2014/06/22

スノーピアサー


【物語】
温暖化を抑えるため散布した物質によって、突如氷河期に突入した地球。それを予期してウォルフォードという鉄道王は人類の新たな方舟ともいえる”列車”をつくった。その列車は完全に自給自足が可能で列車から一歩も出ることなく生活をすることが出来た。その列車に乗ることが出来た人類だけが、生き残ることが出来た。
列車は車両ごとに身分が分けられ、最後尾の車両にのる人々は過酷な扱いを受けていた。しかし最後尾の若きリーダー・カーティスは、前の車両から送られてくる秘密のメッセージに従い、革命を計画していた。そしてついに全ての扉を開くことが出来る男が囚われいる情報を得たカーティスたちは革命を実行に移す。

面白かった、本当に心の底から面白かった。評判が大分悪かったので心配してたが、最高だ!
ポン・ジュノ監督は世界的に名を残すレベルの監督だ。この監督と同じ時代に生まれることが出来たのは幸運だ。僥倖だ。
 このクラスの映像作家の作品には無駄なカット、無駄なセリフ、とにかく無駄のものが存在しない。全てのカットに、画面に写っている全てのモノに意味がある。無駄なものが何一つない。全てが繋がっていくる。映画が総合芸術と言われるのそういうことなんだ。今作も勿論そうだ。Blu-rayで二回観たが、私のようなド素人が観ても新しい発見があるのだから、凄いことだ。(例えば、最後尾の車両の壁に掛けてあるキリスト像の左腕が欠けているのに気がついた。観たらわかるがとても意味のあることだ。)
 ポン・ジュノ監督は独特なユーモアで時に観客を戸惑わせることもあるが、今回もそれは健在だった。あのハッピーニューイヤーにはやられた。
 物語が進むにつれて―主人公が列車を進んでいく―に従って、列車の中の風景が抽象的、記号的になっていく、富裕層のレストラン、ラウンジ、歯医者、サウナ、プール、クラブ、鴉片窟、仕立屋、寿司屋、海、などだ。物語も寓話的になってい行く。
 だから中盤以降は列車にリアリティを感じなくなる、だが物語も寓話的になっていくので、バランスはとれている。もしリアリティを重視した列車にするなら、列車はキングゲイナーのシベリア鉄道の総裁が乗っていたような、列車というよりビルですよね、それ?というようなデカさになるだろう。あの列車の中に小さな地球のように全てが詰まっているというには、リアリティは完全にない。だがあの列車は象徴や記号なのだからそれでいいのだ。桃太郎が桃から生まれる事にリアリティはいらない。
 この映画は寓話的で哲学的で、無駄なカットも何一つなくエンターテイメントでありながら総合芸術として映画的でもある。また随所に観客が思わずグッと来る、やったぜ!と叫びたくなるようなシーンがある。例えば革命を決行するか決断する時の、兵士の銃に弾が入っているか確認するシーンは何度観ても最高に興奮する。この映画は完璧だ。

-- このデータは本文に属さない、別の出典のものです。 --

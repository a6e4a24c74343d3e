use chrono::{DateTime, SecondsFormat, Utc};
use serde::de::DeserializeOwned;
use serde_json::Value;
use sqlx::postgres::PgArguments;
use sqlx::{PgConnection, PgExecutor, PgPool, Postgres, Row};
use uuid::Uuid;

use super::StoreError;

/// Canonical timestamp format for document fields. RFC 3339 in UTC with a
/// fixed precision, so lexicographic comparison matches chronological order
/// and range filters can run inside the store.
pub fn format_timestamp(dt: DateTime<Utc>) -> String {
    dt.to_rfc3339_opts(SecondsFormat::Millis, true)
}

pub fn now_timestamp() -> String {
    format_timestamp(Utc::now())
}

/// A single document: its id within the collection plus the JSON payload.
#[derive(Debug, Clone)]
pub struct Document {
    pub id: String,
    pub data: Value,
}

impl Document {
    pub fn field_str(&self, key: &str) -> Option<&str> {
        self.data.get(key).and_then(Value::as_str)
    }

    pub fn field_bool(&self, key: &str) -> Option<bool> {
        self.data.get(key).and_then(Value::as_bool)
    }

    pub fn to<T: DeserializeOwned>(&self) -> Result<T, StoreError> {
        Ok(serde_json::from_value(self.data.clone())?)
    }
}

/// View over one named collection of the document store.
#[derive(Clone)]
pub struct Collection {
    name: &'static str,
    pool: PgPool,
}

impl Collection {
    pub(super) fn new(name: &'static str, pool: PgPool) -> Self {
        Self { name, pool }
    }

    pub fn name(&self) -> &'static str {
        self.name
    }

    // ---- single-document reads ----

    pub async fn get(&self, id: &str) -> Result<Option<Document>, StoreError> {
        let row = sqlx::query("SELECT id, data FROM documents WHERE collection = $1 AND id = $2")
            .bind(self.name)
            .bind(id)
            .fetch_optional(&self.pool)
            .await?;

        Ok(row.map(|r| Document {
            id: r.get("id"),
            data: r.get("data"),
        }))
    }

    /// Like [`get`], but absent documents become `StoreError::NotFound`.
    pub async fn get_required(&self, id: &str) -> Result<Document, StoreError> {
        self.get(id).await?.ok_or_else(|| {
            StoreError::NotFound(format!("document {} not found in {}", id, self.name))
        })
    }

    pub async fn exists(&self, id: &str) -> Result<bool, StoreError> {
        Ok(self.get(id).await?.is_some())
    }

    // ---- single-document writes ----

    /// Replace (or create) the document wholesale.
    pub async fn set(&self, id: &str, data: &Value) -> Result<(), StoreError> {
        self.exec_set(&self.pool, id, data).await
    }

    pub async fn set_tx(
        &self,
        tx: &mut PgConnection,
        id: &str,
        data: &Value,
    ) -> Result<(), StoreError> {
        self.exec_set(tx, id, data).await
    }

    /// Shallow-merge fields into the document, creating it when absent.
    pub async fn merge(&self, id: &str, data: &Value) -> Result<(), StoreError> {
        self.exec_merge(&self.pool, id, data).await
    }

    pub async fn merge_tx(
        &self,
        tx: &mut PgConnection,
        id: &str,
        data: &Value,
    ) -> Result<(), StoreError> {
        self.exec_merge(tx, id, data).await
    }

    /// Shallow-merge fields into an existing document; absent ⇒ NotFound.
    pub async fn update(&self, id: &str, data: &Value) -> Result<(), StoreError> {
        self.exec_update(&self.pool, id, data).await
    }

    pub async fn update_tx(
        &self,
        tx: &mut PgConnection,
        id: &str,
        data: &Value,
    ) -> Result<(), StoreError> {
        self.exec_update(tx, id, data).await
    }

    pub async fn delete(&self, id: &str) -> Result<(), StoreError> {
        self.exec_delete(&self.pool, id).await
    }

    pub async fn delete_tx(&self, tx: &mut PgConnection, id: &str) -> Result<(), StoreError> {
        self.exec_delete(tx, id).await
    }

    /// Insert with a generated id; returns the id.
    pub async fn add(&self, data: &Value) -> Result<String, StoreError> {
        let id = Uuid::new_v4().to_string();
        self.exec_set(&self.pool, &id, data).await?;
        Ok(id)
    }

    pub async fn add_tx(&self, tx: &mut PgConnection, data: &Value) -> Result<String, StoreError> {
        let id = Uuid::new_v4().to_string();
        self.exec_set(tx, &id, data).await?;
        Ok(id)
    }

    async fn exec_set<'e, E: PgExecutor<'e>>(
        &self,
        ex: E,
        id: &str,
        data: &Value,
    ) -> Result<(), StoreError> {
        sqlx::query(
            "INSERT INTO documents (collection, id, data) VALUES ($1, $2, $3)
             ON CONFLICT (collection, id)
             DO UPDATE SET data = EXCLUDED.data, updated_at = now()",
        )
        .bind(self.name)
        .bind(id)
        .bind(data)
        .execute(ex)
        .await?;
        Ok(())
    }

    async fn exec_merge<'e, E: PgExecutor<'e>>(
        &self,
        ex: E,
        id: &str,
        data: &Value,
    ) -> Result<(), StoreError> {
        sqlx::query(
            "INSERT INTO documents (collection, id, data) VALUES ($1, $2, $3)
             ON CONFLICT (collection, id)
             DO UPDATE SET data = documents.data || EXCLUDED.data, updated_at = now()",
        )
        .bind(self.name)
        .bind(id)
        .bind(data)
        .execute(ex)
        .await?;
        Ok(())
    }

    async fn exec_update<'e, E: PgExecutor<'e>>(
        &self,
        ex: E,
        id: &str,
        data: &Value,
    ) -> Result<(), StoreError> {
        let result = sqlx::query(
            "UPDATE documents SET data = data || $3, updated_at = now()
             WHERE collection = $1 AND id = $2",
        )
        .bind(self.name)
        .bind(id)
        .bind(data)
        .execute(ex)
        .await?;

        if result.rows_affected() == 0 {
            return Err(StoreError::NotFound(format!(
                "document {} not found in {}",
                id, self.name
            )));
        }
        Ok(())
    }

    async fn exec_delete<'e, E: PgExecutor<'e>>(&self, ex: E, id: &str) -> Result<(), StoreError> {
        sqlx::query("DELETE FROM documents WHERE collection = $1 AND id = $2")
            .bind(self.name)
            .bind(id)
            .execute(ex)
            .await?;
        Ok(())
    }

    // ---- filtered queries ----

    pub fn query(&self) -> Query {
        Query {
            collection: self.name,
            pool: self.pool.clone(),
            conds: Vec::new(),
            order: None,
            limit: None,
        }
    }
}

#[derive(Debug, Clone)]
enum Cond {
    Eq(&'static str, String),
    Gte(&'static str, String),
    Lte(&'static str, String),
    Lt(&'static str, String),
    InAny(&'static str, Vec<String>),
}

#[derive(Debug, Clone)]
enum Bind {
    Text(String),
    TextArray(Vec<String>),
    Int(i64),
}

/// Filtered query over a collection. All comparisons are on text projections
/// of JSONB fields (`data->>field`), which is exact for the string, boolean,
/// and RFC 3339 timestamp fields the data model uses.
pub struct Query {
    collection: &'static str,
    pool: PgPool,
    conds: Vec<Cond>,
    order: Option<(&'static str, bool)>, // (field, descending)
    limit: Option<i64>,
}

impl Query {
    pub fn eq(mut self, field: &'static str, value: impl Into<String>) -> Self {
        self.conds.push(Cond::Eq(field, value.into()));
        self
    }

    pub fn eq_bool(self, field: &'static str, value: bool) -> Self {
        self.eq(field, if value { "true" } else { "false" })
    }

    pub fn gte(mut self, field: &'static str, value: impl Into<String>) -> Self {
        self.conds.push(Cond::Gte(field, value.into()));
        self
    }

    pub fn lte(mut self, field: &'static str, value: impl Into<String>) -> Self {
        self.conds.push(Cond::Lte(field, value.into()));
        self
    }

    pub fn lt(mut self, field: &'static str, value: impl Into<String>) -> Self {
        self.conds.push(Cond::Lt(field, value.into()));
        self
    }

    pub fn in_any(mut self, field: &'static str, values: Vec<String>) -> Self {
        self.conds.push(Cond::InAny(field, values));
        self
    }

    /// Lexicographic prefix search: `field >= prefix AND field < prefix + MAX`.
    pub fn prefix(self, field: &'static str, prefix: &str) -> Self {
        let upper = format!("{}\u{f8ff}", prefix);
        self.gte(field, prefix.to_string()).lt(field, upper)
    }

    pub fn order_desc(mut self, field: &'static str) -> Self {
        self.order = Some((field, true));
        self
    }

    pub fn order_asc(mut self, field: &'static str) -> Self {
        self.order = Some((field, false));
        self
    }

    pub fn limit(mut self, n: i64) -> Self {
        self.limit = Some(n);
        self
    }

    pub async fn fetch(self) -> Result<Vec<Document>, StoreError> {
        let (sql, binds) = self.build("SELECT id, data FROM documents", true);
        let rows = bind_all(sqlx::query(&sql), &binds)
            .fetch_all(&self.pool)
            .await?;

        Ok(rows
            .into_iter()
            .map(|r| Document {
                id: r.get("id"),
                data: r.get("data"),
            })
            .collect())
    }

    pub async fn fetch_optional(mut self) -> Result<Option<Document>, StoreError> {
        self.limit = Some(1);
        Ok(self.fetch().await?.into_iter().next())
    }

    pub async fn count(self) -> Result<i64, StoreError> {
        let (sql, binds) = self.build("SELECT COUNT(*) AS n FROM documents", false);
        let row = bind_all(sqlx::query(&sql), &binds)
            .fetch_one(&self.pool)
            .await?;
        Ok(row.get::<i64, _>("n"))
    }

    /// Sum a numeric JSONB field across matching documents.
    pub async fn sum(self, field: &'static str) -> Result<f64, StoreError> {
        validate_field(field)?;
        let prefix = format!(
            "SELECT COALESCE(SUM((data->>'{}')::numeric), 0)::float8 AS total FROM documents",
            field
        );
        let (sql, binds) = self.build(&prefix, false);
        let row = bind_all(sqlx::query(&sql), &binds)
            .fetch_one(&self.pool)
            .await?;
        Ok(row.get::<f64, _>("total"))
    }

    /// Count matching documents grouped by the calendar day of a timestamp
    /// field (the first 10 chars of RFC 3339 are the date).
    pub async fn count_per_day(self, field: &'static str) -> Result<Vec<(String, i64)>, StoreError> {
        validate_field(field)?;
        let prefix = format!(
            "SELECT substr(data->>'{}', 1, 10) AS day, COUNT(*) AS n FROM documents",
            field
        );
        let (mut sql, binds) = self.build(&prefix, false);
        sql.push_str(" GROUP BY 1 ORDER BY 1");
        let rows = bind_all(sqlx::query(&sql), &binds)
            .fetch_all(&self.pool)
            .await?;
        Ok(rows
            .into_iter()
            .map(|r| (r.get::<String, _>("day"), r.get::<i64, _>("n")))
            .collect())
    }

    fn build(&self, select: &str, with_order: bool) -> (String, Vec<Bind>) {
        let mut sql = format!("{} WHERE collection = $1", select);
        let mut binds = vec![Bind::Text(self.collection.to_string())];
        let mut n = 1;

        for cond in &self.conds {
            n += 1;
            match cond {
                Cond::Eq(f, v) => {
                    sql.push_str(&format!(" AND data->>'{}' = ${}", f, n));
                    binds.push(Bind::Text(v.clone()));
                }
                Cond::Gte(f, v) => {
                    sql.push_str(&format!(" AND data->>'{}' >= ${}", f, n));
                    binds.push(Bind::Text(v.clone()));
                }
                Cond::Lte(f, v) => {
                    sql.push_str(&format!(" AND data->>'{}' <= ${}", f, n));
                    binds.push(Bind::Text(v.clone()));
                }
                Cond::Lt(f, v) => {
                    sql.push_str(&format!(" AND data->>'{}' < ${}", f, n));
                    binds.push(Bind::Text(v.clone()));
                }
                Cond::InAny(f, vs) => {
                    sql.push_str(&format!(" AND data->>'{}' = ANY(${})", f, n));
                    binds.push(Bind::TextArray(vs.clone()));
                }
            }
        }

        if with_order {
            if let Some((field, desc)) = self.order {
                sql.push_str(&format!(
                    " ORDER BY data->>'{}' {} NULLS LAST",
                    field,
                    if desc { "DESC" } else { "ASC" }
                ));
            }
            if let Some(limit) = self.limit {
                n += 1;
                sql.push_str(&format!(" LIMIT ${}", n));
                binds.push(Bind::Int(limit));
            }
        }

        (sql, binds)
    }
}

/// Field names come from code, never request input; this is a final guard
/// because they are interpolated into the SQL text.
fn validate_field(field: &str) -> Result<(), StoreError> {
    if !field.is_empty()
        && field
            .chars()
            .all(|c| c.is_ascii_lowercase() || c.is_ascii_digit() || c == '_')
    {
        Ok(())
    } else {
        Err(StoreError::InvalidField(field.to_string()))
    }
}

fn bind_all<'q>(
    mut query: sqlx::query::Query<'q, Postgres, PgArguments>,
    binds: &'q [Bind],
) -> sqlx::query::Query<'q, Postgres, PgArguments> {
    for bind in binds {
        query = match bind {
            Bind::Text(s) => query.bind(s),
            Bind::TextArray(v) => query.bind(v),
            Bind::Int(i) => query.bind(i),
        };
    }
    query
}

#[cfg(test)]
mod tests {
    use super::*;

    // connect_lazy spawns the pool reaper, so these need a runtime even
    // though no query ever runs
    fn query_for(collection: &'static str) -> Query {
        Query {
            collection,
            pool: PgPool::connect_lazy("postgres://localhost/unused").expect("lazy pool"),
            conds: Vec::new(),
            order: None,
            limit: None,
        }
    }

    #[tokio::test]
    async fn builds_eq_order_limit() {
        let q = query_for("subscriptions")
            .eq("status", "active")
            .order_desc("updated_at")
            .limit(100);
        let (sql, binds) = q.build("SELECT id, data FROM documents", true);
        assert_eq!(
            sql,
            "SELECT id, data FROM documents WHERE collection = $1 AND data->>'status' = $2 \
             ORDER BY data->>'updated_at' DESC NULLS LAST LIMIT $3"
        );
        assert_eq!(binds.len(), 3);
    }

    #[tokio::test]
    async fn builds_prefix_bounds() {
        let q = query_for("users").prefix("email", "sam@");
        let (sql, _) = q.build("SELECT id, data FROM documents", true);
        assert!(sql.contains("data->>'email' >= $2"));
        assert!(sql.contains("data->>'email' < $3"));
    }

    #[tokio::test]
    async fn builds_in_any() {
        let q = query_for("users").in_any(
            "role",
            vec!["owner".into(), "admin".into(), "support".into()],
        );
        let (sql, _) = q.build("SELECT COUNT(*) AS n FROM documents", false);
        assert!(sql.contains("data->>'role' = ANY($2)"));
    }

    #[test]
    fn validates_field_names() {
        assert!(validate_field("created_at").is_ok());
        assert!(validate_field("a1_b2").is_ok());
        assert!(validate_field("created-at").is_err());
        assert!(validate_field("data'; DROP TABLE").is_err());
        assert!(validate_field("").is_err());
    }

    #[test]
    fn timestamp_is_lexicographically_ordered() {
        let early = format_timestamp("2026-01-02T03:04:05Z".parse().unwrap());
        let late = format_timestamp("2026-01-02T03:04:06Z".parse().unwrap());
        assert!(early < late);
        assert!(early.ends_with('Z'));
    }
}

 この映画とは直接関係ないが、ポン・ジュノ監督の監督作品のグエムルに出てるソン・ガンホとコ・アソンが同じように父娘役で出ている。映画の最後に今回は娘を守れてよかったなと感慨深くなった。
 また関係ない作品の話だが、20世紀少年が映画化される際に、ポン・ジュノ監督にオファーがいったそうだ、だが日本の資本で好きに撮れる自信がなかったポン・ジュノ監督は泣く泣く断ったとインタビューで言っていた。ポン・ジュノ監督は浦沢直樹の大ファンであると浦沢直樹との対談で言っていた。もし監督していたらあんな大惨事にはならなかったろう。
 漫画の映像化に必要なのは、私が思うに2つ。ひとつは原作に対する愛、もうひとつは本質を見極める目。
 漫画と映像は全く別のメディアだ、観る人間の印象も全く違う。ただ漫画の通り映像化してもチンプンカンプンなものが出来上がるだけだ。その漫画の本質を見抜き、映像化するにあたって、映画なのかテレビ番組なのか、時間も考慮して構成しなおす能力が必要だ。 20世紀少年の監督にはその能力が完全に欠落していた。(もしくは、その能力はあったが映画会社の要請に答えてああしたのかもしれないが)
 もし大金持ちになったらポン・ジュノ監督で20世紀少年をリメイクしたい。